Après le putsch du 26 novembre 2025, Embaló s’était réfugié à Dakar grâce à la médiation de Denis Sassou N’Guesso (Congo) et Alassane Ouattara (Côte d’Ivoire). Lors de la séance des questions d’actualité, Sonko a attaqué frontalement la légitimité d’Embaló, ce qui a exacerbé les tensions. Agacé, Embaló a sollicité Sassou N’Guesso pour une exfiltration. Un vol privé a été affrété pour le conduire à Brazzaville avec un de ses collaborateurs.
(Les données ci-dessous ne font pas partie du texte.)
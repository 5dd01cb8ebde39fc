//! Result aggregation: multi-query merging and saved-playlist rankings

use std::collections::{HashMap, HashSet};
use std::fmt::Display;
use std::future::Future;

use crate::models::{CatalogItem, CategoryCount, PopularEntry, SavedRecord};

/// What happened to one query of a merge.
#[derive(Debug, Clone, PartialEq, Eq)]
pub enum QueryOutcome {
    /// Query ran; `accepted` items made it into the result
    Fetched { query: String, accepted: usize },
    /// Query failed and was skipped
    Failed { query: String, reason: String },
    /// Not issued because the target was already reached
    Skipped { query: String },
}

/// Merged items plus a per-query account of how they were gathered.
#[derive(Debug, Clone, Default)]
pub struct MergeReport {
    pub items: Vec<CatalogItem>,
    pub outcomes: Vec<QueryOutcome>,
}

impl MergeReport {
    pub fn failures(&self) -> impl Iterator<Item = &QueryOutcome> {
        self.outcomes
            .iter()
            .filter(|o| matches!(o, QueryOutcome::Failed { .. }))
    }
}

/// Run `queries` in order and merge their results into at most `target`
/// distinct items, keeping first-seen order.
///
/// Each query asks for `ceil(target / queries.len())` items. Failed queries
/// are recorded and skipped; if all fail the result is simply empty.
pub async fn merge_queries<Q, F, Fut, E>(queries: &[Q], target: usize, mut search: F) -> MergeReport
where
    Q: AsRef<str>,
    F: FnMut(String, usize) -> Fut,
    Fut: Future<Output = Result<Vec<CatalogItem>, E>>,
    E: Display,
{
    let mut report = MergeReport::default();
    if queries.is_empty() || target == 0 {
        return report;
    }

    let per_query = target.div_ceil(queries.len());
    let mut seen = HashSet::new();

    for query in queries {
        let query = query.as_ref().to_string();
        if report.items.len() >= target {
            report.outcomes.push(QueryOutcome::Skipped { query });
            continue;
        }

        match search(query.clone(), per_query).await {
            Ok(items) => {
                let before = report.items.len();
                for item in items {
                    if report.items.len() >= target {
                        break;
                    }
                    if seen.insert(item.id.clone()) {
                        report.items.push(item);
                    }
                }
                let accepted = report.items.len() - before;
                tracing::debug!("Query {:?} contributed {} items", query, accepted);
                report.outcomes.push(QueryOutcome::Fetched { query, accepted });
            }
            Err(e) => {
                tracing::warn!("Query {:?} failed, continuing: {}", query, e);
                report.outcomes.push(QueryOutcome::Failed {
                    query,
                    reason: e.to_string(),
                });
            }
        }
    }

    report
}

/// Pick the record that best represents a group, scanning newest first:
/// category and image, then image, then category, then the newest.
fn representative<'a>(records: &[&'a SavedRecord]) -> Option<&'a SavedRecord> {
    records
        .iter()
        .find(|r| r.category().is_some() && r.has_image())
        .or_else(|| records.iter().find(|r| r.has_image()))
        .or_else(|| records.iter().find(|r| r.category().is_some()))
        .or_else(|| records.first())
        .copied()
}

/// Most frequent category in a group; ties go to the first encountered.
fn dominant_category<'a>(records: &[&'a SavedRecord]) -> Option<&'a str> {
    let mut counts: Vec<(&str, usize)> = Vec::new();
    for category in records.iter().filter_map(|r| r.category()) {
        match counts.iter_mut().find(|(name, _)| *name == category) {
            Some(entry) => entry.1 += 1,
            None => counts.push((category, 1)),
        }
    }

    counts
        .into_iter()
        .fold(None, |best, (name, n)| match best {
            Some((_, best_n)) if best_n >= n => best,
            _ => Some((name, n)),
        })
        .map(|(name, _)| name)
}

/// Rank saved playlists by how many records reference them.
///
/// With `category`, only playlists saved at least once under that category
/// are ranked, but all of their records count. Ties go to the playlist saved
/// most recently.
pub fn rank_popular(
    records: &[SavedRecord],
    category: Option<&str>,
    limit: usize,
) -> Vec<PopularEntry> {
    let mut newest_first: Vec<&SavedRecord> = records.iter().collect();
    newest_first.sort_by(|a, b| b.created_at.cmp(&a.created_at));

    let candidates: Option<HashSet<&str>> = category.filter(|c| !c.is_empty()).map(|cat| {
        records
            .iter()
            .filter(|r| r.category() == Some(cat))
            .map(|r| r.catalog_item_id.as_str())
            .collect()
    });

    // Groups in order of their newest record
    let mut groups: Vec<(&str, Vec<&SavedRecord>)> = Vec::new();
    let mut index: HashMap<&str, usize> = HashMap::new();
    for record in newest_first {
        let id = record.catalog_item_id.as_str();
        if candidates.as_ref().is_some_and(|c| !c.contains(id)) {
            continue;
        }
        match index.get(id) {
            Some(&i) => groups[i].1.push(record),
            None => {
                index.insert(id, groups.len());
                groups.push((id, vec![record]));
            }
        }
    }

    groups.sort_by(|a, b| b.1.len().cmp(&a.1.len()));
    groups.truncate(limit);

    groups
        .into_iter()
        .filter_map(|(id, group)| {
            let best = representative(&group)?;
            Some(PopularEntry {
                catalog_item_id: id.to_string(),
                name: best.name.clone(),
                image_url: best.image_url.clone(),
                owner_name: best.owner_name.clone(),
                track_count: best.track_count,
                external_url: best.external_url.clone(),
                category: dominant_category(&group).map(String::from),
                save_count: group.len(),
            })
        })
        .collect()
}

/// Categories with the number of distinct saved playlists in each, most first.
pub fn category_counts(records: &[SavedRecord]) -> Vec<CategoryCount> {
    let mut by_category: Vec<(&str, HashSet<&str>)> = Vec::new();
    for record in records {
        let Some(category) = record.category() else {
            continue;
        };
        let id = record.catalog_item_id.as_str();
        match by_category.iter_mut().find(|(name, _)| *name == category) {
            Some((_, ids)) => {
                ids.insert(id);
            }
            None => by_category.push((category, HashSet::from([id]))),
        }
    }

    by_category.sort_by(|a, b| b.1.len().cmp(&a.1.len()));
    by_category
        .into_iter()
        .map(|(name, ids)| CategoryCount {
            name: name.to_string(),
            count: ids.len(),
        })
        .collect()
}

#[cfg(test)]
mod tests {
    use super::*;
    use crate::models::{Owner, TrackSummary};
    use chrono::{DateTime, TimeZone, Utc};
    use std::cell::RefCell;

    fn item(id: &str) -> CatalogItem {
        CatalogItem {
            id: id.to_string(),
            name: id.to_uppercase(),
            description: String::new(),
            images: Vec::new(),
            owner: Owner::default(),
            tracks: TrackSummary::default(),
            external_url: None,
        }
    }

    fn ids(items: &[CatalogItem]) -> Vec<&str> {
        items.iter().map(|i| i.id.as_str()).collect()
    }

    fn at(secs: i64) -> DateTime<Utc> {
        Utc.timestamp_opt(1_700_000_000 + secs, 0).unwrap()
    }

    fn record(id: &str, category: Option<&str>, image: Option<&str>, secs: i64) -> SavedRecord {
        SavedRecord {
            id: format!("{}-{}", id, secs),
            user_id: format!("user-{}", secs),
            catalog_item_id: id.to_string(),
            name: format!("{} @ {}", id, secs),
            description: None,
            image_url: image.map(String::from),
            owner_name: None,
            track_count: 0,
            external_url: None,
            category: category.map(String::from),
            created_at: at(secs),
        }
    }

    #[tokio::test]
    async fn test_merge_dedupes_and_stops_at_target() {
        let calls = RefCell::new(Vec::new());
        let report = merge_queries(&["q1", "q2", "q3"], 3, |query, limit| {
            calls.borrow_mut().push((query.clone(), limit));
            let result: Result<Vec<CatalogItem>, String> = Ok(match query.as_str() {
                "q1" => vec![item("a"), item("b")],
                "q2" => vec![item("b"), item("c")],
                _ => vec![item("d")],
            });
            async move { result }
        })
        .await;

        assert_eq!(ids(&report.items), vec!["a", "b", "c"]);
        assert_eq!(
            *calls.borrow(),
            vec![("q1".to_string(), 1), ("q2".to_string(), 1)]
        );
        assert_eq!(
            report.outcomes[2],
            QueryOutcome::Skipped {
                query: "q3".to_string()
            }
        );
    }

    #[tokio::test]
    async fn test_merge_skips_failed_queries() {
        let report = merge_queries(&["bad", "good"], 4, |query, _| async move {
            if query == "bad" {
                Err("HTTP 500".to_string())
            } else {
                Ok(vec![item("x"), item("y")])
            }
        })
        .await;

        assert_eq!(ids(&report.items), vec!["x", "y"]);
        assert_eq!(report.failures().count(), 1);
        assert_eq!(
            report.outcomes[0],
            QueryOutcome::Failed {
                query: "bad".to_string(),
                reason: "HTTP 500".to_string()
            }
        );
    }

    #[tokio::test]
    async fn test_merge_all_failures_is_empty() {
        let report = merge_queries(&["q1", "q2"], 5, |_, _| async {
            Err::<Vec<CatalogItem>, _>("down")
        })
        .await;

        assert!(report.items.is_empty());
        assert_eq!(report.failures().count(), 2);
    }

    #[tokio::test]
    async fn test_merge_per_query_limit_rounds_up() {
        let limits = RefCell::new(Vec::new());
        merge_queries(&["q1", "q2", "q3"], 20, |_, limit| {
            limits.borrow_mut().push(limit);
            async { Ok::<_, String>(Vec::new()) }
        })
        .await;
        assert_eq!(*limits.borrow(), vec![7, 7, 7]);
    }

    #[tokio::test]
    async fn test_merge_zero_target_issues_nothing() {
        let report = merge_queries(&["q1"], 0, |_, _| async {
            Err::<Vec<CatalogItem>, _>("should not run")
        })
        .await;
        assert!(report.items.is_empty());
        assert!(report.outcomes.is_empty());
    }

    #[test]
    fn test_representative_and_dominant_category() {
        let records = vec![
            record("X", Some("pop"), Some("https://img/y"), 3),
            record("X", Some("pop"), None, 2),
            record("X", None, None, 1),
        ];

        let ranked = rank_popular(&records, None, 10);
        assert_eq!(ranked.len(), 1);
        assert_eq!(ranked[0].name, "X @ 3");
        assert_eq!(ranked[0].image_url.as_deref(), Some("https://img/y"));
        assert_eq!(ranked[0].category.as_deref(), Some("pop"));
        assert_eq!(ranked[0].save_count, 3);
    }

    #[test]
    fn test_representative_priority_order() {
        // Newest has only a category; an older one has only an image
        let records = vec![
            record("X", Some("rock"), None, 5),
            record("X", None, Some("https://img/old"), 1),
            record("X", None, None, 9),
        ];
        let ranked = rank_popular(&records, None, 10);
        assert_eq!(ranked[0].name, "X @ 1");

        // Nothing has an image: first with a category
        let records = vec![record("Y", None, None, 9), record("Y", Some("jazz"), None, 1)];
        assert_eq!(rank_popular(&records, None, 10)[0].name, "Y @ 1");

        // Nothing at all: newest
        let records = vec![record("Z", None, None, 1), record("Z", None, None, 4)];
        assert_eq!(rank_popular(&records, None, 10)[0].name, "Z @ 4");
    }

    #[test]
    fn test_dominant_category_tie_goes_to_newest() {
        let records = vec![
            record("X", Some("rock"), None, 1),
            record("X", Some("pop"), None, 2),
        ];
        let ranked = rank_popular(&records, None, 10);
        assert_eq!(ranked[0].category.as_deref(), Some("pop"));
    }

    #[test]
    fn test_rank_orders_by_count_and_truncates() {
        let records = vec![
            record("A", None, None, 1),
            record("B", None, None, 2),
            record("B", None, None, 3),
            record("C", None, None, 4),
            record("C", None, None, 5),
            record("C", None, None, 6),
        ];
        let ranked = rank_popular(&records, None, 2);
        let order: Vec<(&str, usize)> = ranked
            .iter()
            .map(|e| (e.catalog_item_id.as_str(), e.save_count))
            .collect();
        assert_eq!(order, vec![("C", 3), ("B", 2)]);
    }

    #[test]
    fn test_rank_tie_goes_to_most_recent() {
        let records = vec![record("OLD", None, None, 1), record("NEW", None, None, 9)];
        let ranked = rank_popular(&records, None, 10);
        assert_eq!(ranked[0].catalog_item_id, "NEW");
        assert_eq!(ranked[1].catalog_item_id, "OLD");
    }

    #[test]
    fn test_category_filter_counts_all_records_of_candidates() {
        let records = vec![
            record("X", Some("pop"), None, 1),
            record("X", None, None, 2),
            record("X", Some("rock"), None, 3),
            record("Y", Some("rock"), None, 4),
        ];
        let ranked = rank_popular(&records, Some("pop"), 10);
        assert_eq!(ranked.len(), 1);
        assert_eq!(ranked[0].catalog_item_id, "X");
        assert_eq!(ranked[0].save_count, 3);

        assert!(rank_popular(&records, Some("metal"), 10).is_empty());
        assert_eq!(rank_popular(&records, Some(""), 10).len(), 2);
    }

    #[test]
    fn test_category_counts_distinct_ids() {
        let records = vec![
            record("X", Some("pop"), None, 1),
            record("X", Some("rock"), None, 2),
            record("X", Some("pop"), None, 3),
            record("Y", Some("pop"), None, 4),
            record("Z", None, None, 5),
        ];
        let counts = category_counts(&records);
        assert_eq!(
            counts,
            vec![
                CategoryCount {
                    name: "pop".to_string(),
                    count: 2
                },
                CategoryCount {
                    name: "rock".to_string(),
                    count: 1
                },
            ]
        );
    }

    #[test]
    fn test_empty_category_ignored() {
        let records = vec![record("X", Some(""), Some(""), 1)];
        assert!(category_counts(&records).is_empty());
        let ranked = rank_popular(&records, None, 10);
        assert!(ranked[0].category.is_none());
    }
}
Avant de décoller, il a appelé le président Bassirou Diomaye Faye pour le remercier de son hospitalité.
La pression politique et diplomatique au Sénégal était intense, poussant Embaló à quitter le pays en urgence. Certains observateurs voient dans cette sortie un signe de fissure entre Sonko et Faye, le chef de l’État ayant dû gérer la crise sous une forte pression régionale (CEDEAO, UA).
En résumé, après les propos musclés de Sonko, Embaló a préféré quitter le Sénégal pour Brazzaville, sous protection congolaise.